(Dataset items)

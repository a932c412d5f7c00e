//! Registry of agent-invocable actions.
//!
//! Every action is one [`ActionKind`] variant; the catalog maps wire names to
//! variants and carries the declarative part of each definition (description,
//! parameter schema, required permission, interaction mode). Handlers are
//! selected by matching on the variant, so a registered name can never point
//! at a missing handler.

use std::collections::{BTreeSet, HashMap};

use ledgerpilot_core::domain::Role;
use ledgerpilot_core::errors::ActionError;
use ledgerpilot_core::permissions::{Permission, PermissionTable};
use serde::{Deserialize, Serialize};
use thiserror::Error;

#[derive(Clone, Copy, Debug, PartialEq, Eq, Hash, Serialize, Deserialize)]
#[serde(rename_all = "camelCase")]
pub enum ActionKind {
    AddNewCard,
    AssignPolicyToCard,
    AddNoteToTransaction,
    SetCardPin,
    ShowTransactions,
    ShowAndApproveTransactions,
    NavigateToPageAndPerform,
}

impl ActionKind {
    pub const ALL: [ActionKind; 7] = [
        ActionKind::AddNewCard,
        ActionKind::AssignPolicyToCard,
        ActionKind::AddNoteToTransaction,
        ActionKind::SetCardPin,
        ActionKind::ShowTransactions,
        ActionKind::ShowAndApproveTransactions,
        ActionKind::NavigateToPageAndPerform,
    ];

    pub fn name(&self) -> &'static str {
        match self {
            Self::AddNewCard => "addNewCard",
            Self::AssignPolicyToCard => "assignPolicyToCard",
            Self::AddNoteToTransaction => "addNoteToTransaction",
            Self::SetCardPin => "setCardPin",
            Self::ShowTransactions => "showTransactions",
            Self::ShowAndApproveTransactions => "showAndApproveTransactions",
            Self::NavigateToPageAndPerform => "navigateToPageAndPerform",
        }
    }

    pub fn from_name(name: &str) -> Option<Self> {
        Self::ALL.into_iter().find(|kind| kind.name() == name)
    }
}

#[derive(Clone, Copy, Debug, PartialEq, Eq, Serialize, Deserialize)]
#[serde(rename_all = "camelCase")]
pub enum InteractionMode {
    Sync,
    DeferredRender,
    RenderAndWait,
}

#[derive(Clone, Copy, Debug, PartialEq, Eq, Serialize, Deserialize)]
#[serde(rename_all = "lowercase")]
pub enum ParamType {
    String,
    Number,
    Boolean,
}

#[derive(Clone, Debug, PartialEq, Eq, Serialize)]
#[serde(rename_all = "camelCase")]
pub struct ParamSpec {
    pub name: &'static str,
    #[serde(rename = "type")]
    pub param_type: ParamType,
    pub description: &'static str,
    pub required: bool,
    #[serde(rename = "enum", skip_serializing_if = "Option::is_none")]
    pub enum_values: Option<Vec<&'static str>>,
}

impl ParamSpec {
    pub fn string(name: &'static str, description: &'static str) -> Self {
        Self { name, param_type: ParamType::String, description, required: true, enum_values: None }
    }

    pub fn boolean(name: &'static str, description: &'static str) -> Self {
        Self {
            name,
            param_type: ParamType::Boolean,
            description,
            required: true,
            enum_values: None,
        }
    }

    pub fn optional(mut self) -> Self {
        self.required = false;
        self
    }

    pub fn one_of(mut self, values: &[&'static str]) -> Self {
        self.enum_values = Some(values.to_vec());
        self
    }
}

#[derive(Clone, Debug, PartialEq, Eq)]
pub struct ActionDefinition {
    pub kind: ActionKind,
    pub description: &'static str,
    pub parameters: Vec<ParamSpec>,
    pub permission: Permission,
    pub mode: InteractionMode,
}

impl ActionDefinition {
    pub fn name(&self) -> &'static str {
        self.kind.name()
    }

    pub fn parameter(&self, name: &str) -> Option<&ParamSpec> {
        self.parameters.iter().find(|spec| spec.name == name)
    }
}

/// Discovery entry handed to the agent. Disabled actions are never listed,
/// so `enabled` is always true.
#[derive(Clone, Debug, PartialEq, Eq, Serialize)]
#[serde(rename_all = "camelCase")]
pub struct ActionDescriptor {
    pub name: &'static str,
    pub description: &'static str,
    pub parameter_schema: Vec<ParamSpec>,
    pub interaction_mode: InteractionMode,
    pub enabled: bool,
}

#[derive(Clone, Debug, PartialEq, Eq, Error)]
pub enum CatalogError {
    #[error("action `{name}` is already registered")]
    DuplicateAction { name: &'static str },
    #[error("action `{action}` has a malformed parameter schema: {reason}")]
    MalformedSchema { action: &'static str, reason: String },
}

#[derive(Debug, Default)]
pub struct ActionCatalog {
    definitions: Vec<ActionDefinition>,
    index: HashMap<&'static str, usize>,
}

impl ActionCatalog {
    pub fn register(&mut self, definition: ActionDefinition) -> Result<(), CatalogError> {
        let name = definition.name();
        if self.index.contains_key(name) {
            return Err(CatalogError::DuplicateAction { name });
        }
        check_schema(&definition)?;

        self.index.insert(name, self.definitions.len());
        self.definitions.push(definition);
        Ok(())
    }

    pub fn get(&self, name: &str) -> Result<&ActionDefinition, ActionError> {
        self.index
            .get(name)
            .and_then(|position| self.definitions.get(*position))
            .ok_or_else(|| ActionError::NotFound { message: format!("unknown action `{name}`") })
    }

    pub fn len(&self) -> usize {
        self.definitions.len()
    }

    pub fn is_empty(&self) -> bool {
        self.definitions.is_empty()
    }

    /// Definitions `role` may invoke, in registration order.
    pub fn list(&self, role: Role, permissions: &PermissionTable) -> Vec<&ActionDefinition> {
        self.definitions
            .iter()
            .filter(|definition| permissions.allows(definition.permission, role))
            .collect()
    }

    pub fn descriptors(&self, role: Role, permissions: &PermissionTable) -> Vec<ActionDescriptor> {
        self.list(role, permissions)
            .into_iter()
            .map(|definition| ActionDescriptor {
                name: definition.name(),
                description: definition.description,
                parameter_schema: definition.parameters.clone(),
                interaction_mode: definition.mode,
                enabled: true,
            })
            .collect()
    }

    pub fn standard() -> Result<Self, CatalogError> {
        let mut catalog = Self::default();
        for definition in standard_definitions() {
            catalog.register(definition)?;
        }
        Ok(catalog)
    }
}

fn check_schema(definition: &ActionDefinition) -> Result<(), CatalogError> {
    let action = definition.name();
    let malformed = |reason: String| CatalogError::MalformedSchema { action, reason };

    let mut seen = BTreeSet::new();
    for spec in &definition.parameters {
        if spec.name.trim().is_empty() {
            return Err(malformed("parameter names must not be empty".to_string()));
        }
        if !seen.insert(spec.name) {
            return Err(malformed(format!("parameter `{}` is declared twice", spec.name)));
        }
        match &spec.enum_values {
            Some(values) if spec.param_type != ParamType::String => {
                return Err(malformed(format!(
                    "parameter `{}` declares {} enum values on a non-string type",
                    spec.name,
                    values.len()
                )));
            }
            Some(values) if values.is_empty() => {
                return Err(malformed(format!("parameter `{}` has an empty enum", spec.name)));
            }
            _ => {}
        }
    }
    Ok(())
}

pub const CARD_BRANDS: &[&str] = &["Visa", "MasterCard"];
pub const POLICY_TYPES: &[&str] = &["Marketing", "Engineering", "Executive"];
pub const NAVIGABLE_PAGES: &[&str] = &["/cards", "/team", "/"];

fn standard_definitions() -> Vec<ActionDefinition> {
    vec![
        ActionDefinition {
            kind: ActionKind::AddNewCard,
            description: "Add a new credit card",
            parameters: vec![
                ParamSpec::string("type", "Card brand chosen by the user: Visa or MasterCard")
                    .one_of(CARD_BRANDS),
                ParamSpec::string(
                    "color",
                    "Card color token: bg-blue-500 for Visa, bg-red-500 for MasterCard",
                )
                .optional(),
                ParamSpec::string("pin", "Card PIN chosen by the user, 4 digits"),
            ],
            permission: Permission::AddCard,
            mode: InteractionMode::Sync,
        },
        ActionDefinition {
            kind: ActionKind::AssignPolicyToCard,
            description: "Link an expense policy to a card",
            parameters: vec![
                ParamSpec::string("cardId", "The existing card that receives the policy"),
                ParamSpec::string("policyType", "The policy type to use").one_of(POLICY_TYPES),
            ],
            permission: Permission::AddPolicy,
            mode: InteractionMode::Sync,
        },
        ActionDefinition {
            kind: ActionKind::AddNoteToTransaction,
            description: "Add a note to a transaction",
            parameters: vec![
                ParamSpec::string("transactionId", "The transaction that receives the note"),
                ParamSpec::string("content", "The note content"),
            ],
            permission: Permission::AddNote,
            mode: InteractionMode::Sync,
        },
        ActionDefinition {
            kind: ActionKind::SetCardPin,
            description: "Set the PIN of an existing card",
            parameters: vec![
                ParamSpec::string("cardId", "The card id"),
                ParamSpec::string("pin", "The new PIN, 4 digits"),
            ],
            permission: Permission::SetPin,
            mode: InteractionMode::Sync,
        },
        ActionDefinition {
            kind: ActionKind::ShowTransactions,
            description: "Show a list of transactions on demand. At least one filter is required",
            parameters: vec![
                ParamSpec::string("card4Digits", "The last 4 digits of the card").optional(),
                ParamSpec::string("policyId", "The expense policy id").optional(),
                ParamSpec::string("transactionTitle", "The transaction title").optional(),
            ],
            permission: Permission::ShowTransactions,
            mode: InteractionMode::DeferredRender,
        },
        ActionDefinition {
            kind: ActionKind::ShowAndApproveTransactions,
            description: "Present one pending transaction and let a department admin approve or \
                          deny it. Executive admins may decide transactions of other departments",
            parameters: vec![ParamSpec::string(
                "transactionId",
                "The pending transaction to present to the department admin",
            )],
            permission: Permission::ApproveTransaction,
            mode: InteractionMode::RenderAndWait,
        },
        ActionDefinition {
            kind: ActionKind::NavigateToPageAndPerform,
            description: "Navigate to a page to perform an operation that is not available on \
                          the current page",
            parameters: vec![
                ParamSpec::string("page", "The page in which to perform the operation")
                    .one_of(NAVIGABLE_PAGES),
                ParamSpec::string(
                    "operation",
                    "Operation code from the page's available operations. Omit when unavailable",
                )
                .optional(),
                ParamSpec::boolean("operationAvailable", "Whether the operation is available"),
            ],
            permission: Permission::Navigate,
            mode: InteractionMode::RenderAndWait,
        },
    ]
}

Assigned task:
Copy out every line in the entries above that holds "enabled".

The completed task:
/// so `enabled` is always true.
    pub enabled: bool,
                enabled: true,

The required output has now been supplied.